Association of methylenetetrahydrofolate reductase (MTHFR) polymorphisms with genetic susceptibility to gastric cancer: a meta-analysis

To clarify the influence of MTHFR C677T and A1298C polymorphisms on gastric cancer (GC), a meta-analysis of eight case-control studies (1,584/2,785 cases/controls) was carried out. Overall, there was moderate heterogeneity among studies, and the C677T allele T was associated with a 27% increased risk of GC compared with C allele: the random effects (RE) OR (95% confidence interval in parenthesis) was significant [OR=1.27 (1.13–1.44)]. In East Asians, the association was significant: RE OR=1.28 (1.14–1.44), whereas, in Caucasians it was not significant.

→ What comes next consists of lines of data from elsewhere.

#[cfg(test)]
mod tests {
    use super::*;
    use crate::adapter::TelemetryCallback;
    use async_trait::async_trait;
    use std::sync::atomic::{AtomicBool, AtomicUsize, Ordering};
    use std::sync::Mutex as StdMutex;

    struct MockAdapter {
        platform: Platform,
        initialize_calls: AtomicUsize,
        fail_first_attempts: AtomicUsize,
        cleanup_calls: AtomicUsize,
        slow_cleanup: AtomicBool,
        telemetry: StdMutex<Option<TelemetryCallback>>,
    }

    impl MockAdapter {
        fn new() -> Arc<Self> {
            Arc::new(Self {
                platform: Platform::Tiktok,
                initialize_calls: AtomicUsize::new(0),
                fail_first_attempts: AtomicUsize::new(0),
                cleanup_calls: AtomicUsize::new(0),
                slow_cleanup: AtomicBool::new(false),
                telemetry: StdMutex::new(None),
            })
        }

        fn report(&self, telemetry: AdapterTelemetry) {
            let callback = self.telemetry.lock().unwrap().clone();
            if let Some(callback) = callback {
                callback(telemetry);
            }
        }
    }

    #[async_trait]
    impl PlatformAdapter for MockAdapter {
        fn platform(&self) -> Platform {
            self.platform
        }

        async fn initialize(&self, _handlers: EventHandlers) -> Result<(), AdapterError> {
            let call = self.initialize_calls.fetch_add(1, Ordering::SeqCst);
            if call < self.fail_first_attempts.load(Ordering::SeqCst) {
                return Err(AdapterError::InitializeFailed("scripted failure".into()));
            }
            Ok(())
        }

        async fn cleanup(&self) -> Result<(), AdapterError> {
            self.cleanup_calls.fetch_add(1, Ordering::SeqCst);
            if self.slow_cleanup.load(Ordering::SeqCst) {
                tokio::time::sleep(Duration::from_secs(60)).await;
            }
            Ok(())
        }

        fn on_telemetry(&self, callback: TelemetryCallback) {
            *self.telemetry.lock().unwrap() = Some(callback);
        }
    }

    struct MockDetector {
        live_after: usize,
        calls: AtomicUsize,
    }

    impl MockDetector {
        fn live_after(calls: usize) -> Arc<Self> {
            Arc::new(Self {
                live_after: calls,
                calls: AtomicUsize::new(0),
            })
        }
    }

    #[async_trait]
    impl StreamDetector for MockDetector {
        async fn is_live(&self, _platform: Platform, _username: &str) -> Result<bool, DetectError> {
            let call = self.calls.fetch_add(1, Ordering::SeqCst);
            Ok(call >= self.live_after)
        }
    }

    use super::super::detector::DetectError;

    fn test_config() -> LifecycleConfig {
        LifecycleConfig {
            detection_enabled: true,
            retry_interval: Duration::from_millis(5),
            max_retries: 3,
            monitor_interval: Duration::ZERO,
            backoff: BackoffConfig {
                base: Duration::from_millis(5),
                multiplier: 2.0,
                cap: Duration::from_millis(40),
                jitter: 0.0,
            },
            stale_connecting_timeout: Duration::from_millis(50),
            cleanup_timeout: Duration::from_millis(50),
        }
    }

    fn supervisor(
        adapter: Arc<MockAdapter>,
        detector: Arc<MockDetector>,
        handlers: EventHandlers,
    ) -> Arc<ConnectionSupervisor> {
        Arc::new(ConnectionSupervisor::new(
            Platform::Tiktok,
            "creator",
            adapter,
            detector,
            handlers,
            test_config(),
        ))
    }

    async fn wait_for_state(
        rx: &mut watch::Receiver<ConnectionState>,
        wanted: ConnectionState,
    ) {
        tokio::time::timeout(Duration::from_secs(2), async {
            loop {
                if *rx.borrow() == wanted {
                    return;
                }
                rx.changed().await.expect("state channel closed");
            }
        })
        .await
        .unwrap_or_else(|_| panic!("timed out waiting for {wanted}"));
    }

    #[tokio::test]
    async fn test_detects_then_connects() {
        let adapter = MockAdapter::new();
        let detector = MockDetector::live_after(2);
        let sup = supervisor(adapter.clone(), detector, EventHandlers::new());
        let mut states = sup.state_watch();
        let shutdown = CancellationToken::new();

        let task = tokio::spawn(Arc::clone(&sup).run(shutdown.clone()));
        wait_for_state(&mut states, ConnectionState::Connected).await;
        assert_eq!(adapter.initialize_calls.load(Ordering::SeqCst), 1);

        shutdown.cancel();
        task.await.unwrap().unwrap();
        assert_eq!(sup.state(), ConnectionState::Stopped);
        assert_eq!(adapter.cleanup_calls.load(Ordering::SeqCst), 1);
    }

    #[tokio::test]
    async fn test_detection_retries_exhausted_is_terminal() {
        let adapter = MockAdapter::new();
        let detector = MockDetector::live_after(100);
        let sup = supervisor(adapter.clone(), detector, EventHandlers::new());
        let shutdown = CancellationToken::new();

        let result = Arc::clone(&sup).run(shutdown).await;
        match result {
            Err(LifecycleError::RetriesExhausted { attempts, .. }) => assert_eq!(attempts, 3),
            other => panic!("expected RetriesExhausted, got {other:?}"),
        }
        assert_eq!(sup.state(), ConnectionState::Stopped);
        assert_eq!(adapter.initialize_calls.load(Ordering::SeqCst), 0);
    }

    #[tokio::test]
    async fn test_reconnects_after_disconnect_telemetry() {
        let adapter = MockAdapter::new();
        let detector = MockDetector::live_after(0);
        let sup = supervisor(adapter.clone(), detector, EventHandlers::new());
        let mut states = sup.state_watch();
        let shutdown = CancellationToken::new();

        let task = tokio::spawn(Arc::clone(&sup).run(shutdown.clone()));
        wait_for_state(&mut states, ConnectionState::Connected).await;

        adapter.report(AdapterTelemetry::Disconnected {
            reason: "socket closed".to_string(),
        });

        wait_for_state(&mut states, ConnectionState::Retrying).await;
        wait_for_state(&mut states, ConnectionState::Connected).await;
        assert_eq!(adapter.initialize_calls.load(Ordering::SeqCst), 2);

        shutdown.cancel();
        task.await.unwrap().unwrap();
    }

    #[tokio::test]
    async fn test_connect_failure_backs_off_then_succeeds() {
        let adapter = MockAdapter::new();
        adapter.fail_first_attempts.store(2, Ordering::SeqCst);
        let detector = MockDetector::live_after(0);
        let sup = supervisor(adapter.clone(), detector, EventHandlers::new());
        let mut states = sup.state_watch();
        let shutdown = CancellationToken::new();

        let task = tokio::spawn(Arc::clone(&sup).run(shutdown.clone()));
        wait_for_state(&mut states, ConnectionState::Connected).await;
        assert_eq!(adapter.initialize_calls.load(Ordering::SeqCst), 3);

        shutdown.cancel();
        task.await.unwrap().unwrap();
    }

    #[tokio::test]
    async fn test_concurrent_connect_collapses() {
        let adapter = MockAdapter::new();
        let detector = MockDetector::live_after(0);
        let sup = supervisor(adapter.clone(), detector, EventHandlers::new());

        let (first, second) = tokio::join!(sup.connect(), sup.connect());
        first.unwrap();
        second.unwrap();

        // Second caller observed Connected and returned without a second
        // adapter initialize.
        assert_eq!(adapter.initialize_calls.load(Ordering::SeqCst), 1);
        assert_eq!(sup.state(), ConnectionState::Connected);
    }

    #[tokio::test]
    async fn test_cleanup_timeout_abandons_resources() {
        let adapter = MockAdapter::new();
        adapter.slow_cleanup.store(true, Ordering::SeqCst);
        let detector = MockDetector::live_after(0);
        let sup = supervisor(adapter.clone(), detector, EventHandlers::new());
        let mut states = sup.state_watch();
        let shutdown = CancellationToken::new();

        let task = tokio::spawn(Arc::clone(&sup).run(shutdown.clone()));
        wait_for_state(&mut states, ConnectionState::Connected).await;

        shutdown.cancel();
        // The run resolves despite cleanup hanging.
        tokio::time::timeout(Duration::from_secs(2), task)
            .await
            .expect("run should resolve after cleanup timeout")
            .unwrap()
            .unwrap();
        assert_eq!(sup.state(), ConnectionState::Stopped);
    }

    #[tokio::test]
    async fn test_stream_status_emitted_on_connect() {
        let seen = Arc::new(StdMutex::new(Vec::new()));
        let seen_clone = Arc::clone(&seen);
        let handlers = EventHandlers::forward_all(move |record| {
            seen_clone.lock().unwrap().push(record);
        });

        let adapter = MockAdapter::new();
        let detector = MockDetector::live_after(0);
        let sup = supervisor(adapter, detector, handlers);
        let mut states = sup.state_watch();
        let shutdown = CancellationToken::new();

        let task = tokio::spawn(Arc::clone(&sup).run(shutdown.clone()));
        wait_for_state(&mut states, ConnectionState::Connected).await;

        {
            let records = seen.lock().unwrap();
            assert_eq!(records.len(), 1);
            assert_eq!(records[0].kind, "stream-status");
            assert_eq!(records[0].data.live, Some(true));
        }

        shutdown.cancel();
        task.await.unwrap().unwrap();

        // Offline status emitted during shutdown of a connected platform.
        let records = seen.lock().unwrap();
        assert_eq!(records.last().unwrap().data.live, Some(false));
    }
}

Regarding gastric cancer adenocarcinoma (GCA), an association for the allele contrast in East Asians was detected: fixed effects (FE) OR=1.36 (1.18–1.56). The recessive model for allele T produced significant results overall and in East Asians for GC [FE OR=1.47 (1.26–1.72) and FE OR=1.61 (1.32–1.96), respectively] and for GCA [RE OR=1.53 (1.13–2.05) and FE OR=1.70 (1.36–2.12)]. The A1298C polymorphism was associated with GCA in East Asians: the FE OR for the allele contrast (C vs. A) was 1.38 (1.18–1.62), and under a recessive model for allele C, OR=1.62 (1.28–2.06). There were no sources of bias in the selected studies; the differential magnitude of effect in large versus small studies was not significant. In conclusion, there is evidence of association between MTHFR polymorphisms and GC, mainly in East Asians.